Share Your Experience With DMOS Orthopaedic Centers

Thank you for being a DMOS Orthopaedic Centers patient. You’ve experienced firsthand how impactful having the right team of people involved in our patient care journey is to getting back on the road to wellness and recovery. We invite you to share your experience with us so that we can share it with others that could benefit from hearing in your words how taking a step toward their own journey might help them. Please review the information below and let us know if you have any questions. Someone from our Marketing team will be in touch with you to discuss your specific testimonial preferences and how best to collect the information with you and learn more about the specifics of your journey. If you have questions, please call 515-224-5147 or email marketing@dmos.com.


Purpose of Consent: By signing this form, I voluntarily consent to allow Des Moines Orthopaedic Surgeons Orthopaedic Centers (DMOS) to use, distribute and disclose my individually identifiable health information provided in the testimonial to the public. This includes photographs and recordings single or multiple purposes in any print publication or electronic media (including but not limited to newspapers, television broadcasts, radio broadcasts, educational materials, studies, social media, magazines, brochures and web sites) as approved by DMOS. This includes both publications and electronic materials prepared by DMOS, as well as outside news organizations. I understand that I will not own or have inspection rights to review or approve the final product or use. In addition, I realize I will receive no payment in connection with any publication or use of photographs, video or audio recordings or statements. I waive any claims that I, or others, have for such payments.  

 

Acknowledgement of Privacy: I understand that the released information may no longer be protected by federal privacy regulations and could be subject to redisclosure.
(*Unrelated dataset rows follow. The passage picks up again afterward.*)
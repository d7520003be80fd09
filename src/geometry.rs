use serde::{Deserialize, Serialize};

/// A point in the plane
#[derive(Debug, Clone, Copy, PartialEq, Default, Serialize, Deserialize)]
pub struct Vector2D {
    pub x: f64,
    pub y: f64,
}

impl Vector2D {
    pub fn new(x: f64, y: f64) -> Self {
        Vector2D { x, y }
    }
}

/// Axis aligned rectangle spanned by its lower-left and upper-right corners
#[derive(Debug, Clone, Copy, PartialEq, Serialize, Deserialize)]
pub struct BoundingBox {
    pub lower_left: Vector2D,
    pub upper_right: Vector2D,
}

impl BoundingBox {
    pub fn new(lower_left: Vector2D, upper_right: Vector2D) -> Self {
        BoundingBox {
            lower_left,
            upper_right,
        }
    }

    /// Smallest box containing every point, or `None` when there are no points
    pub fn enclosing<'a, I>(points: I) -> Option<BoundingBox>
    where
        I: IntoIterator<Item = &'a Vector2D>,
    {
        let mut points = points.into_iter();
        let first = *points.next()?;
        let (lower_left, upper_right) = points.fold((first, first), |(lo, hi), p| {
            (
                Vector2D::new(lo.x.min(p.x), lo.y.min(p.y)),
                Vector2D::new(hi.x.max(p.x), hi.y.max(p.y)),
            )
        });
        Some(BoundingBox::new(lower_left, upper_right))
    }
}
This form does not authorize mental health, substance abuse or HIV-related information beyond the limits of the consent that are protected by federal law for alcohol/drug abuse records or by state law for mental health records, federal requirements (42 C.F.R. Part 2) and the state requirements or (Iowa Code ch.228) which prohibit further disclosure without the specific written consent of the me, the patient, or as otherwise permitted by such law and/or regulations. DMOS is subject to civil and/or criminal penalties may attach for unauthorized disclosure of alcohol/drug abuse or mental health information.

 

Right to Revoke: I understand that I have the right to revoke this authorization release at any time by providing written notice of your revocation and submitting it to DMOS Compliance Officer. DMOS will make reasonable attempts to remove testimonials from social media and print media. Please understand that revocation of this release will not affect any action DMOS took in reliance on this Release before receiving your revocation (such as investment in advertising or current campaigns). I also understand that any materials in reliance on this authorization, my revocation will not impact these prior disclosures.  

Consent to Release Information: I hereby authorize DMOS to use my testimonial and any information contained herein in its public relations efforts. I understand and approve the disclosure of my testimonial information to the media and other individuals and entities that may be involved in the public relations efforts of DMOS Orthopaedic Centers. I understand and acknowledge that the media may be interested in telling my story, and I am willing to cooperate and participate in media interviews as they arise.  

 

Components of Testimonial: I understand that I am providing the testimonial information to DMOS. My treating healthcare provider will not provide any protected information to the media or the public, including private health information in my medical records, the confidentiality of which may be protected by federal and state statutes and regulations, including the Health Insurance Portability and Accountability Act (HIPAA).  

 

Right of Prior Approval: I waive the right of prior approval and hereby release DMOS from any and all claims for damages of any kind based on the use of my testimonial or information in the testimonial. By signing below I agree and acknowledge that I have read and understood the above release and agree to all terms described. I am of legal age and freely sign this Consent to Release my Patient Testimonial.  

 

Understanding: This form has been explained to me, or I have read and fully understand this document. I had the opportunity to ask questions and these have been answered to my satisfaction. I understand that I have a right to receive a copy of this authorization. A copy will be provided to me if I request one. By completing this form, I acknowledge that I have read the above Patient Testimonial Release Consent Form and authorize my permission by signing below.